*** GIVEN DATA Section Begins ***

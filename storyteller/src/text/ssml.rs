//! Per-engine rendering of chunks: SSML documents or plain prompts.

use once_cell::sync::Lazy;
use regex::{NoExpand, Regex};

use super::{SECTION_BREAK, collapse_blank_lines, section_break};

/// Pause after each heading level (level 1 first).
const SECTION_PAUSES_MS: [(u8, u32); 3] = [(1, 1500), (2, 1000), (3, 700)];

/// Pause for a blank line between paragraphs.
pub const PARAGRAPH_PAUSE_MS: u32 = 500;

/// Pause for a single line break.
pub const LINE_PAUSE_MS: u32 = 250;

static PARAGRAPH_BREAK: Lazy<Regex> =
    Lazy::new(|| Regex::new(r"\n\n+").expect("paragraph pattern is valid"));

/// Escape the five XML special characters, ampersand first.
pub fn escape_xml(text: &str) -> String {
    let mut escaped = String::with_capacity(text.len());
    for c in text.chars() {
        match c {
            '&' => escaped.push_str("&amp;"),
            '<' => escaped.push_str("&lt;"),
            '>' => escaped.push_str("&gt;"),
            '"' => escaped.push_str("&quot;"),
            '\'' => escaped.push_str("&#x27;"),
            _ => escaped.push(c),
        }
    }
    escaped
}

fn pause(ms: u32) -> String {
    format!("<break time=\"{}ms\"/>", ms)
}

/// Wrap one chunk in a `<speak>` document, turning markers and line
/// structure into timed pauses.
///
/// Markers contain no XML special characters, so they survive escaping
/// and are replaced afterwards.
pub fn build_ssml(chunk: &str) -> String {
    let mut body = escape_xml(chunk);

    for (level, ms) in SECTION_PAUSES_MS {
        body = body.replace(&section_break(level), &pause(ms));
    }

    let paragraph = pause(PARAGRAPH_PAUSE_MS);
    body = PARAGRAPH_BREAK
        .replace_all(&body, NoExpand(&paragraph))
        .into_owned();
    body = body.replace('\n', &pause(LINE_PAUSE_MS));

    format!("<speak>{}</speak>", body)
}

/// Plain prompt for engines without SSML: markers become blank lines.
pub fn prepare_plain_text(chunk: &str) -> String {
    let text = SECTION_BREAK.replace_all(chunk, "\n\n");
    collapse_blank_lines(&text).trim().to_string()
}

*** GIVEN DATA Section Ends ***

§ HOW TO COMPLETE THIS TASK
Please write out, exactly as they appear, the lines from the one containing "body = body.replace(&section_break(level), &pause(ms));" through the last line of the records above, and nothing more.

§ TASK OUTPUT
        body = body.replace(&section_break(level), &pause(ms));
    }

    let paragraph = pause(PARAGRAPH_PAUSE_MS);
    body = PARAGRAPH_BREAK
        .replace_all(&body, NoExpand(&paragraph))
        .into_owned();
    body = body.replace('\n', &pause(LINE_PAUSE_MS));

    format!("<speak>{}</speak>", body)
}

/// Plain prompt for engines without SSML: markers become blank lines.
pub fn prepare_plain_text(chunk: &str) -> String {
    let text = SECTION_BREAK.replace_all(chunk, "\n\n");
    collapse_blank_lines(&text).trim().to_string()
}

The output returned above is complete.